20.1.6.1, 20.1.6.2, 21.1.6.1, 21.1.6.2

Observations:

Based on observation and interview, it was determined the facility failed to maintain building construction requirements in four locations, affecting one of one floor.

Findings include:

1. Observation on September 9, 2020, between 10:35 a.m. and 11:10 a.m., revealed the following:

a. 10:35 a.m., the facility lacked documentation denoting the flame spread rating of the exterior canopy.
b. 10:40 a.m., combustible, foam insulating materials sealed large conduit penetrations of the suite separation wall in the Pre/Post-Op area.
c. 10:55 a.m., combustible paper backing was affixed to insulation at the portion of the tenant separation wall, located within the dental storage room.
d. 11:10 a.m., combustible, foam insulating materials were used to seal various penetrations of the suite separation wall, located in the locker room corridor area.
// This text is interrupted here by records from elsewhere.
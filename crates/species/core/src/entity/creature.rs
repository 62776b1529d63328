//! Creature records.

use std::hash::{Hash, Hasher};

use super::species::{SHEDINJA, ULTRA_BEASTS};
use super::{BaseStats, Evolution, MegaEvolution, SpeciesId};

/// Elemental type.
#[derive(
    Clone,
    Copy,
    Debug,
    Default,
    PartialEq,
    Eq,
    Hash,
    strum::Display,
    strum::EnumString,
    strum::AsRefStr,
)]
#[cfg_attr(feature = "serde", derive(serde::Serialize, serde::Deserialize))]
#[strum(serialize_all = "snake_case", ascii_case_insensitive)]
pub enum Type {
    #[default]
    Normal,
    Fighting,
    Flying,
    Poison,
    Ground,
    Rock,
    Bug,
    Ghost,
    Steel,
    Fire,
    Water,
    Grass,
    Electric,
    Psychic,
    Ice,
    Dragon,
    Dark,
    Fairy,
}

/// Experience growth curve.
#[derive(
    Clone,
    Copy,
    Debug,
    Default,
    PartialEq,
    Eq,
    Hash,
    strum::Display,
    strum::EnumString,
    strum::AsRefStr,
)]
#[cfg_attr(feature = "serde", derive(serde::Serialize, serde::Deserialize))]
#[strum(serialize_all = "snake_case", ascii_case_insensitive)]
pub enum ExpCurve {
    Slow,
    #[default]
    MediumFast,
    MediumSlow,
    Fast,
    Erratic,
    Fluctuating,
}

/// Held-item slots as stored by the game data (item ids, 0 = none).
#[derive(Clone, Copy, Debug, Default, PartialEq, Eq, Hash)]
#[cfg_attr(feature = "serde", derive(serde::Serialize, serde::Deserialize))]
#[cfg_attr(feature = "serde", serde(default))]
pub struct HeldItems {
    pub guaranteed: u16,
    pub common: u16,
    pub rare: u16,
    pub dark_grass: u16,
}

/// A single species or alternate form.
///
/// Links to other creatures (`base_forme`, evolution edges) are ids resolved
/// through the owning [`Dex`](crate::Dex); a creature never owns another.
///
/// Equality and hashing go by `id` only.
#[derive(Clone, Debug, Default)]
#[cfg_attr(feature = "serde", derive(serde::Serialize, serde::Deserialize))]
#[cfg_attr(feature = "serde", serde(default))]
pub struct Creature {
    pub id: SpeciesId,
    pub name: String,

    // ----- forme bookkeeping -----
    pub forme_suffix: String,
    /// Base form this record is an alternate form of.
    pub base_forme: Option<SpeciesId>,
    /// 0 for base forms.
    pub forme_number: u16,
    pub cosmetic_forms: u16,
    pub forme_sprite_index: u16,
    pub actually_cosmetic: bool,
    pub real_cosmetic_form_numbers: Vec<u16>,

    // ----- flat species data -----
    pub primary_type: Type,
    pub secondary_type: Option<Type>,
    pub abilities: [u16; 3],
    pub catch_rate: u8,
    pub exp_yield: u16,
    pub held_items: HeldItems,
    pub gender_ratio: u8,
    pub call_rate: u8,
    pub growth_curve: ExpCurve,

    pub stats: BaseStats,

    // ----- graph edges, filled by the dex -----
    /// Evolutions out of this creature (`self` is `from`).
    #[cfg_attr(feature = "serde", serde(skip))]
    pub evolutions_from: Vec<Evolution>,
    /// Evolutions into this creature (`self` is `to`).
    #[cfg_attr(feature = "serde", serde(skip))]
    pub evolutions_to: Vec<Evolution>,
    #[cfg_attr(feature = "serde", serde(skip))]
    pub mega_evolutions_from: Vec<MegaEvolution>,
    #[cfg_attr(feature = "serde", serde(skip))]
    pub mega_evolutions_to: Vec<MegaEvolution>,
}

impl Creature {
    pub fn new(id: SpeciesId, name: impl Into<String>, stats: BaseStats) -> Self {
        Self {
            id,
            name: name.into(),
            stats,
            ..Self::default()
        }
    }

    /// Builder helper for alternate forms.
    #[must_use]
    pub fn with_base_forme(mut self, base: SpeciesId, forme_number: u16, suffix: &str) -> Self {
        self.base_forme = Some(base);
        self.forme_number = forme_number;
        self.forme_suffix = suffix.to_owned();
        self
    }

    pub fn full_name(&self) -> String {
        format!("{}{}", self.name, self.forme_suffix)
    }

    pub fn sprite_index(&self) -> u16 {
        if self.forme_number == 0 {
            self.id.0
        } else {
            self.forme_sprite_index.saturating_add(self.forme_number - 1)
        }
    }

    /// Maps a cosmetic form slot to the form number the game actually uses.
    pub fn cosmetic_form_number(&self, slot: u16) -> u16 {
        self.real_cosmetic_form_numbers
            .get(usize::from(slot))
            .copied()
            .unwrap_or(slot)
    }

    pub fn bst(&self) -> i32 {
        self.stats.total()
    }

    /// BST adjusted for the HP-locked creature, for comparing strength.
    pub fn bst_for_power_levels(&self) -> i32 {
        self.stats.power_total(self.is_hp_locked())
    }

    /// True for the one creature whose HP is always 1.
    pub fn is_hp_locked(&self) -> bool {
        self.id == SHEDINJA
    }

    /// Only meaningful where alternate forms are not involved; an alternate
    /// form's own id can collide with an ultra beast's number.
    pub fn is_ultra_beast(&self) -> bool {
        ULTRA_BEASTS.contains(&self.id)
    }

    pub fn is_alternate_forme(&self) -> bool {
        self.base_forme.is_some()
    }

    pub fn is_fully_evolved(&self) -> bool {
        self.evolutions_from.is_empty()
    }
}

impl PartialEq for Creature {
    fn eq(&self, other: &Self) -> bool {
        self.id == other.id
    }
}

impl Eq for Creature {}

impl Hash for Creature {
    fn hash<H: Hasher>(&self, state: &mut H) {
        self.id.hash(state);
    }
}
Exit interview with the facility administrator on September 9, 2020, between 11:35 a.m. and 11:45 a.m., confirmed the building construction deficiencies.




Plan of Correction:

a. Flame spread certificate for awning has been located and will be kept on file for reference.
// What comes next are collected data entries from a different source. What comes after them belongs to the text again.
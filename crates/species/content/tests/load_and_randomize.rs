use species_content::ContentFactory;
use species_core::{Pcg32, PermutationTable, SeedableRng, SpeciesId, TotalSource, compute_seed};
use tempfile::TempDir;

const CATALOG: &str = r#"(
    species: [
        (id: 290, name: "Nincada", stats: (hp: 31, attack: 45, defense: 90, sp_atk: 30, sp_def: 30, speed: 40)),
        (id: 291, name: "Ninjask", stats: (hp: 61, attack: 90, defense: 45, sp_atk: 50, sp_def: 50, speed: 160)),
        (id: 292, name: "Shedinja", stats: (hp: 1, attack: 90, defense: 45, sp_atk: 30, sp_def: 30, speed: 40)),
    ],
    evolutions: [
        (from: 290, to: 291),
        (from: 290, to: 292),
    ],
)"#;

fn write_data(config: &str) -> TempDir {
    let temp_dir = TempDir::new().unwrap();
    std::fs::write(temp_dir.path().join("species.ron"), CATALOG).unwrap();
    std::fs::write(temp_dir.path().join("config.toml"), config).unwrap();
    temp_dir
}

#[test]
fn loaded_family_randomizes_evolutions_before_their_base() {
    let temp_dir = write_data("follow_evolutions = true\n");
    let factory = ContentFactory::new(temp_dir.path());
    let config = factory.load_config().unwrap();
    let mut dex = factory.load_catalog().unwrap();

    assert_eq!(
        dex.total_source(SpeciesId(290), &config).unwrap(),
        TotalSource::MidChain {
            next_stage_min: 236,
            depth: 1,
        }
    );

    // terminal forms first so the base can stay below them
    for id in [291, 292, 290].map(SpeciesId) {
        let mut rng = Pcg32::seed_from_u64(compute_seed(77, id, 0));
        dex.generate_following_evolution_stats(id, &mut rng, &config)
            .unwrap();
    }
    assert_eq!(dex.get(SpeciesId::SHEDINJA).unwrap().stats.hp, 1);

    let mut table = PermutationTable::new();
    let mut rng = Pcg32::seed_from_u64(5);
    let permutation = dex.shuffle_stats(SpeciesId(290), &mut rng, &mut table).unwrap();
    dex.propagate_shuffle_to_evolution(SpeciesId(291), SpeciesId(290), &mut table)
        .unwrap();
    assert_eq!(table.get(SpeciesId(291)), permutation);
}

#[test]
fn boss_range_comes_from_config() {
    let temp_dir = write_data("boss_min_total = 700\nboss_max_total = 700\n");
    let factory = ContentFactory::new(temp_dir.path());
    let config = factory.load_config().unwrap();
    let mut dex = factory.load_catalog().unwrap();

    let mut rng = Pcg32::seed_from_u64(1);
    let stats = dex
        .generate_boss_stats(SpeciesId(291), &mut rng, &config)
        .unwrap();
    assert!((690..=720).contains(&stats.total()), "{}", stats.total());
}

#[test]
fn missing_catalog_is_an_error() {
    let temp_dir = TempDir::new().unwrap();
    let factory = ContentFactory::new(temp_dir.path());
    let err = factory.load_catalog().unwrap_err();
    assert!(err.to_string().contains("species.ron"));
}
b. Combustible foam insulation located in the ceiling in the pre/post-operative area along the conduit penetrations will be removed and replaced with non-combustible rated caulk. Real Services was contacted and will be out the week of September 14 to make these corrections.

c. Combustible paper backing affixed to the tenant separation wall near the dental storage room will either be removed or capped to ensure that it is not exposed. Real Services was contacted and will be out the week of September 14 to make these corrections.
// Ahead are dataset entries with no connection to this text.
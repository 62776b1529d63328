//! Data-driven species content and loaders.
//!
//! This crate reads the inputs stat randomization works on:
//! - Species catalogs with evolution and mega-evolution edges (RON)
//! - Randomizer settings (TOML)
//!
//! Loaders build a ready-to-use [`species_core::Dex`]; everything after that
//! happens in `species-core`.

#[cfg(feature = "loaders")]
pub mod loaders;

#[cfg(feature = "loaders")]
pub use loaders::{CatalogLoader, ConfigLoader, ContentFactory, LoadResult, SpeciesCatalog};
d. Combustible foam insulation located in the ceiling in the locker room corridor along the conduit penetrations will be removed and replaced with non-combustible rated caulk. Real Services was contacted and will be out the week of September 14 to make these corrections.




28 Pa. Code 569.2 STANDARD
Emergency Lighting

Name - NEW ASC Component - 01
Emergency Lighting
Emergency lighting of at least 1-1/2 hour duration is provided automatically in accordance with 7.9.
20.2.9.1, 21.2.9.1, 7.9

Observations:

Based on documentation review and interview, it was determined the facility failed to maintain emergency lighting, affecting one of one floor

Findings include:

1. Observation on September 9, 2020, at 10:20 a.m., revealed the facility lacked yearly ninety-minute testing data for emergency lighting.

Exit interview with the facility administrator on September 9, 2020, between 11:35 a.m. and 11:45 a.m., confirmed the emergency lighting deficiency.




Plan of Correction:

The monthly facility maintenance log will now include an annual 90-minute test for emergency lighting per NFPA 101 Standards.


28 Pa. Code 569.2 STANDARD
Gas and Vacuum Systems - Other

Name - NEW ASC Component - 01
Gas and Vacuum Piped Systems - Other
List in the REMARKS section, any NFPA 99 Chapter 5 Gas and Vacuum Systems requirements that are not addressed by the provided S-Tags, but are deficient.
Chapter 5 (NFPA 99)

Observations:

Based on observation and interview, it was determined the facility failed to properly install and maintain medical gas piping, affecting one of one floor.

Findings include:

1. Observation on September 9, 2020, at 11:00 a.m., revealed medical gas piping located in the rear exit access corridor was not separated from dissimilar metals (resided atop metal struts with no separation).

Exit interview with the facility administrator on September 9, 2020, between 11:35 a.m. and 11:45 a.m., confirmed the medical gas piping deficiency.





Plan of Correction:

The medical gas piping located in the receiving area was noted to lack insulating material between similar metals. Red Lion was contacted to remediate this deficiency and will be on site the week of September 14. Insulating material will be applied to provide separation of medical gas piping from the metal struts that support this piping.